When a boy was brought to the emergency treatment "because of a fall" caused by "roughhousing with his brothers," the attending physician became suspicious. The boy had a severely bruised lip, but the physician reported that "other signs were missing from an injury that was caused by a fall."

For example, there was no injury to the boy's chin or nose, "which would have hit the concrete also during a normal fall." The physician was also alarmed by the bruising he found around the boy's eye.

Because physicians are mandated by law to report suspected child abuse or neglect, the physician contacted local law enforcement. An investigation ensued, and as a result, police arrested the boy's stepmother.

The woman was tried before a jury, which found the woman guilty of striking her stepson "on the lip with a metal spoon and on the shoulders and face with a tent pole." The jury also found the woman guilty of hitting the boy's younger brother on the tooth with a metal spoon, as well as "holding a lighter under his tongue for lying and hitting his genitals with a belt for wetting the bed."

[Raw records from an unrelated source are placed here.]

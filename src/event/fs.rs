//! File-system adapter. There's no portable non-blocking filesystem API
//! on a `mio` reactor, so every operation here dispatches onto
//! `event::work`'s worker pool — a thread actually performs the blocking
//! syscall while the reactor goes on driving I/O for everyone else.

use std::fs;
use std::io;
use std::path::{Path, PathBuf};
use std::time::Duration;

use crate::error::{Code, Error, Result};
use crate::event::work::{self, WorkKind};

fn io_err(op: &str, path: &Path, e: io::Error) -> Error {
    let code = e.raw_os_error().map(Code::from_errno).unwrap_or(Code::Eio);
    Error::new(code, format!("{} {} failed: {}", op, path.display(), e))
}

pub fn read(path: impl AsRef<Path>, timeout_ms: i64) -> Result<Vec<u8>> {
    let path: PathBuf = path.as_ref().to_path_buf();
    let timeout = if timeout_ms < 0 { None } else { Some(Duration::from_millis(timeout_ms as u64)) };
    work::dispatch(WorkKind::SlowIo, timeout, move || fs::read(&path).map_err(|e| io_err("read", &path, e)))?
}

pub fn write(path: impl AsRef<Path>, contents: Vec<u8>, timeout_ms: i64) -> Result<()> {
    let path: PathBuf = path.as_ref().to_path_buf();
    let timeout = if timeout_ms < 0 { None } else { Some(Duration::from_millis(timeout_ms as u64)) };
    work::dispatch(WorkKind::SlowIo, timeout, move || fs::write(&path, &contents).map_err(|e| io_err("write", &path, e)))?
}

pub fn stat(path: impl AsRef<Path>, timeout_ms: i64) -> Result<fs::Metadata> {
    let path: PathBuf = path.as_ref().to_path_buf();
    let timeout = if timeout_ms < 0 { None } else { Some(Duration::from_millis(timeout_ms as u64)) };
    work::dispatch(WorkKind::FastIo, timeout, move || fs::metadata(&path).map_err(|e| io_err("stat", &path, e)))?
}

pub fn remove_file(path: impl AsRef<Path>, timeout_ms: i64) -> Result<()> {
    let path: PathBuf = path.as_ref().to_path_buf();
    let timeout = if timeout_ms < 0 { None } else { Some(Duration::from_millis(timeout_ms as u64)) };
    work::dispatch(WorkKind::FastIo, timeout, move || fs::remove_file(&path).map_err(|e| io_err("unlink", &path, e)))?
}

#[cfg(test)]
mod tests {
    use super::*;

    #[test]
    fn write_then_read_roundtrips() {
        let dir = std::env::temp_dir();
        let path = dir.join(format!("cat-rt-fs-test-{}.txt", std::process::id()));

        let id = crate::coroutine::create(0, {
            let path = path.clone();
            move || {
                write(&path, b"hello".to_vec(), -1).unwrap();
                let bytes = read(&path, -1).unwrap();
                assert_eq!(bytes, b"hello");
                remove_file(&path, -1).unwrap();
            }
        })
        .unwrap();
        crate::coroutine::resume(id, 0).unwrap();

        let start = std::time::Instant::now();
        while crate::coroutine::active_count() > 1 && start.elapsed() < Duration::from_secs(2) {
            let _ = crate::event::wait(Some(Duration::from_millis(20)));
        }
        assert_eq!(crate::coroutine::active_count(), 1);
    }
}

The 25-year-old woman has not been sentenced yet. She faces a possible sentence ranging from five years to life in prison. Patrick Johnston, "Woody found guilty on 16 counts of child abuse," (Sept. 7, 2017).

Commentary and Checklist

Child maltreatment includes physical abuse, sexual abuse, emotional abuse, or any form of neglect or exploitation of a child. Child maltreatment is a public health problem that can negatively affect children for the rest of their lives.

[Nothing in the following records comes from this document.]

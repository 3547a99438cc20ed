//! Synchronization primitives for coroutines sharing one runtime.
//!
//! Every primitive here suspends the calling coroutine rather than the OS
//! thread — there's only one OS thread driving any given runtime, so a
//! primitive that actually blocked it would deadlock the whole process.

pub mod async_notify;
pub mod channel;
pub mod mono_barrier;
pub mod wait_group;

pub use async_notify::AsyncNotify;
pub use channel::Channel;
pub use mono_barrier::MonoBarrier;
pub use wait_group::WaitGroup;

The Centers for Disease Control and Prevention reports, in its most recent (2012) study, that 1,640 children died in the United States in 2012 from abuse and neglect, and child protective services found 686,000 children were victims of maltreatment that year.

Children will only be safe if every adult, whether or not the adult is designated by law as a mandatory reporter, reports child abuse and neglect. Approximately 48 states, the District of Columbia and all U.S. territories have statutes that identify individuals who are required by law to report suspected child maltreatment to a government agency such as child protective services, law enforcement, or the toll-free child abuse reporting hotline in their state.

These individuals include law enforcement officers, medical examiners or coroners, child care providers, social workers, counselors, therapists, other mental health professionals, physicians, nurses, other health-care workers, teachers, principals, and other school personnel. They are mandatory reporters because they have jobs that enable them to come in close contact with children. Their job duties allow them to notice signs of child maltreatment.

The physician in the source article has the medical qualifications to accurately observe and note when a victim’s injuries are not consistent with a fall. He knew he had to report the matter to the proper authorities, and by doing so, he may have saved the lives of the two boys.

Every adult should report his or her reasonable concerns or suspicions to law enforcement. Law enforcement will investigate to determine if abuse or neglect is occurring.

Here are some tips regarding reporting child maltreatment:

  • Child maltreatment must be reported in the state in which it occurred.
  • Mandatory reporters are required by law to report child maltreatment. Several states require all adults suspecting maltreatment to report any concerns.
  • Most states have a reporting hotline, which is sometimes, but not always, accessible 24/7.
  • It may take a while to get through on the hotline, possibly requiring more than one call. Be patient and do not give up.
  • Be prepared with information about the suspected maltreatment, such as the victim's name and age, the type of abuse involved, and the name of the suspected abuser.
  • Even if you do not have all the information or are not quite sure if maltreatment is occurring, make the call anyway and report your concerns. You can report in good faith and anonymously.